Content starts
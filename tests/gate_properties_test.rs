//! Cross-module properties of the gate, the rule evaluator and the risk scorer

use anyhow::bail;
use covenant_lib::engine::config::RiskConfig;
use covenant_lib::engine::constitution::{ConstitutionalRule, ConstitutionalValidator, Context, Principle};
use covenant_lib::engine::rbac::{
    permissions, require_permission, require_role, AccessError, Guard, PermissionTable, Role,
};
use covenant_lib::engine::risk::{FixedVariance, KycSubject, RiskScorer, RiskStatus};
use serde_json::json;

#[test]
fn has_permission_matches_table_membership() {
    let table = PermissionTable::default();

    for (permission, roles) in &table.permissions {
        for role in Role::ALL {
            assert_eq!(
                table.has_permission(role, permission),
                roles.contains(&role),
                "{} / {}",
                role,
                permission
            );
        }
    }

    for role in Role::ALL {
        assert!(!table.has_permission(role, "courses:archive"));
        assert!(!table.has_permission(role, ""));
    }
}

#[test]
fn concrete_role_scenarios() {
    let table = PermissionTable::default();

    assert!(table.has_permission(Role::Admin, permissions::SYSTEM_CONFIGURE));
    assert!(!table.has_permission(Role::Student, permissions::SYSTEM_CONFIGURE));
    assert!(table.has_permission(Role::Instructor, permissions::COURSES_WRITE));
    assert!(!table.has_permission(Role::Instructor, permissions::COURSES_DELETE));
}

#[test]
fn no_role_is_always_unauthenticated() {
    let table = PermissionTable::default();
    let guards: Vec<Guard> = vec![
        require_role(&[]),
        require_role(&Role::ALL),
        require_permission(permissions::COURSES_READ),
        require_permission("not:in-table"),
    ];

    for guard in &guards {
        let err = guard.check(&table, None).unwrap_err();
        assert!(matches!(err, AccessError::AuthenticationMissing));
        assert_eq!(err.status_code(), 401);
    }
}

#[test]
fn role_guard_passes_members_and_forbids_others() {
    let table = PermissionTable::default();
    let before = table.clone();
    let guard = require_role(&[Role::Admin, Role::Instructor]);

    for role in Role::ALL {
        let outcome = guard.check(&table, Some(role));
        match role {
            Role::Admin | Role::Instructor => assert!(outcome.is_ok()),
            _ => assert_eq!(outcome.unwrap_err().status_code(), 403),
        }
    }

    assert_eq!(table.permissions, before.permissions);
}

#[test]
fn unknown_permission_fails_closed_distinctly() {
    let table = PermissionTable::default();
    let err = require_permission("courses:wirte")
        .check(&table, Some(Role::Admin))
        .unwrap_err();

    assert!(matches!(err, AccessError::UnknownPermission { .. }));
    assert_eq!(err.status_code(), 403);
}

fn faulting_validator() -> ConstitutionalValidator {
    let mut validator = ConstitutionalValidator::with_default_rules();
    validator.register(ConstitutionalRule::new(
        "always-errors",
        "Always errors",
        Principle::Safety,
        "unreachable",
        |_ctx| bail!("lookup failed"),
    ));
    validator.register(ConstitutionalRule::new(
        "always-panics",
        "Always panics",
        Principle::Growth,
        "unreachable",
        |_ctx| panic!("bad rule"),
    ));
    validator
}

fn flagged_context() -> Context {
    match json!({
        "contentFlags": ["hate"],
        "decisionFactors": ["score", "Gender"],
    }) {
        serde_json::Value::Object(map) => map,
        _ => unreachable!(),
    }
}

#[test]
fn faulting_rules_do_not_hide_other_findings() {
    let validator = faulting_validator();
    let result = validator.validate_pre("grade:publish", &flagged_context(), Some("u-9"));

    assert!(!result.valid);
    assert!(result.violations.iter().any(|v| v.starts_with("no-flagged-content")));
    assert!(result.warnings.iter().any(|w| w.starts_with("no-protected-attributes")));
    assert_eq!(result.faults, vec!["always-errors".to_string(), "always-panics".to_string()]);
}

#[test]
fn pre_validation_is_idempotent() {
    let validator = faulting_validator();
    let context = flagged_context();

    let first = validator.validate_pre("grade:publish", &context, Some("u-9"));
    let second = validator.validate_pre("grade:publish", &context, Some("u-9"));

    assert_eq!(first, second);
}

#[test]
fn risk_score_is_bounded_and_thresholded() {
    let scorer = RiskScorer::new(RiskConfig::default());
    let subjects = [("AF", ""), ("ZA", "8001015009087"), ("ye", "!!"), ("", "AB123456")];

    for _ in 0..50 {
        for (country, id_number) in subjects {
            let assessment = scorer.assess(&KycSubject {
                country: country.to_string(),
                id_number: id_number.to_string(),
            });
            assert!(assessment.score <= 100);
            assert_eq!(assessment.status, RiskStatus::from_score(assessment.score));
        }
    }

    for (score, status) in [
        (49, RiskStatus::Approved),
        (50, RiskStatus::Review),
        (74, RiskStatus::Review),
        (75, RiskStatus::Rejected),
    ] {
        assert_eq!(RiskStatus::from_score(score), status);
    }
}

#[test]
fn high_risk_country_contributes_fixed_penalty() {
    let config = RiskConfig::default();
    let penalty = config.high_risk_penalty;
    let scorer = RiskScorer::with_variance(config, Box::new(FixedVariance(0)));

    let low = scorer.calculate_risk_score(&KycSubject {
        country: "ZA".to_string(),
        id_number: "AB123456".to_string(),
    });
    let high = scorer.calculate_risk_score(&KycSubject {
        country: "SY".to_string(),
        id_number: "AB123456".to_string(),
    });

    assert_eq!(high - low, penalty);
}
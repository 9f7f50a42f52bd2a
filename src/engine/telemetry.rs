//! Tracing subscriber setup

use tracing_subscriber::layer::SubscriberExt;
use tracing_subscriber::util::SubscriberInitExt;
use tracing_subscriber::EnvFilter;

/// Install the global fmt subscriber. `RUST_LOG` wins over `default_filter`.
/// Calling it twice is a no-op.
pub fn init_tracing(default_filter: &str) {
    let filter = EnvFilter::try_from_default_env().unwrap_or_else(|_| EnvFilter::new(default_filter));

    let _ = tracing_subscriber::registry()
        .with(filter)
        .with(tracing_subscriber::fmt::layer().with_target(false))
        .try_init();
}
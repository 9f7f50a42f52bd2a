//! Health Report Module
//!
//! Turns metric counters into health checks: faulting rules, unknown permission lookups,
//! and unusual denial rates

use serde::{Deserialize, Serialize};

use super::metrics::Metrics;

/// Overall health status
#[derive(Debug, Clone, Copy, PartialEq, Eq, PartialOrd, Ord, Serialize, Deserialize)]
#[serde(rename_all = "lowercase")]
pub enum HealthStatus {
    Healthy,
    Warning,
    Critical,
}

/// A single health check result
#[derive(Debug, Clone, Serialize, Deserialize)]
pub struct HealthCheck {
    pub name: String,
    pub status: HealthStatus,
    pub message: String,
    #[serde(default, skip_serializing_if = "Option::is_none")]
    pub details: Option<serde_json::Value>,
}

/// Complete health report
#[derive(Debug, Clone, Serialize, Deserialize)]
pub struct HealthReport {
    pub overall_status: HealthStatus,
    pub checks: Vec<HealthCheck>,
    pub warnings: Vec<String>,
}

/// Configurable health thresholds
#[derive(Debug, Clone)]
pub struct HealthThresholds {
    /// Any rule fault at or above this count is critical
    pub rule_fault_critical: u64,
    /// Denial percentage above this triggers warning
    pub denial_rate_warning: f64,
}

impl Default for HealthThresholds {
    fn default() -> Self {
        Self {
            rule_fault_critical: 10,
            denial_rate_warning: 50.0,
        }
    }
}

/// Health report generator
#[derive(Debug, Clone, Default)]
pub struct HealthReporter {
    thresholds: HealthThresholds,
}

impl HealthReporter {
    pub fn new() -> Self {
        Self::default()
    }

    pub fn with_thresholds(thresholds: HealthThresholds) -> Self {
        Self { thresholds }
    }

    pub fn generate(&self, metrics: &Metrics) -> HealthReport {
        let checks = vec![
            self.check_rule_faults(metrics),
            self.check_unknown_permissions(metrics),
            self.check_denial_rate(metrics),
        ];

        let warnings = checks
            .iter()
            .filter(|c| c.status != HealthStatus::Healthy)
            .map(|c| c.message.clone())
            .collect();

        let overall_status = checks
            .iter()
            .map(|c| c.status)
            .max()
            .unwrap_or(HealthStatus::Healthy);

        HealthReport {
            overall_status,
            checks,
            warnings,
        }
    }

    /// A faulting rule silently stops protecting anyone
    fn check_rule_faults(&self, metrics: &Metrics) -> HealthCheck {
        let faults = metrics.rules.faults;
        let status = if faults == 0 {
            HealthStatus::Healthy
        } else if faults >= self.thresholds.rule_fault_critical {
            HealthStatus::Critical
        } else {
            HealthStatus::Warning
        };

        HealthCheck {
            name: "rule_faults".to_string(),
            status,
            message: if faults == 0 {
                "All constitutional rules evaluated cleanly".to_string()
            } else {
                format!(
                    "{} constitutional rule fault(s) across {} rule(s)",
                    faults,
                    metrics.rules.faults_by_rule.len()
                )
            },
            details: (faults > 0).then(|| serde_json::json!(metrics.rules.faults_by_rule)),
        }
    }

    fn check_unknown_permissions(&self, metrics: &Metrics) -> HealthCheck {
        let unknown = metrics.gate.unknown_permission;

        HealthCheck {
            name: "unknown_permissions".to_string(),
            status: if unknown == 0 {
                HealthStatus::Healthy
            } else {
                HealthStatus::Warning
            },
            message: if unknown == 0 {
                "No lookups of unknown permission keys".to_string()
            } else {
                format!("{} lookup(s) of permission keys missing from the table", unknown)
            },
            details: (unknown > 0)
                .then(|| serde_json::json!(metrics.gate.unknown_permission_keys)),
        }
    }

    fn check_denial_rate(&self, metrics: &Metrics) -> HealthCheck {
        let rate = metrics.gate.denial_rate();

        HealthCheck {
            name: "denial_rate".to_string(),
            status: if rate > self.thresholds.denial_rate_warning {
                HealthStatus::Warning
            } else {
                HealthStatus::Healthy
            },
            message: format!("{:.1}% of gate decisions denied", rate),
            details: None,
        }
    }
}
Content ends
Description of the task
What lines in the material above contain the word "roles"? Copy them out.

The completed task
    for (permission, roles) in &table.permissions {
                roles.contains(&role),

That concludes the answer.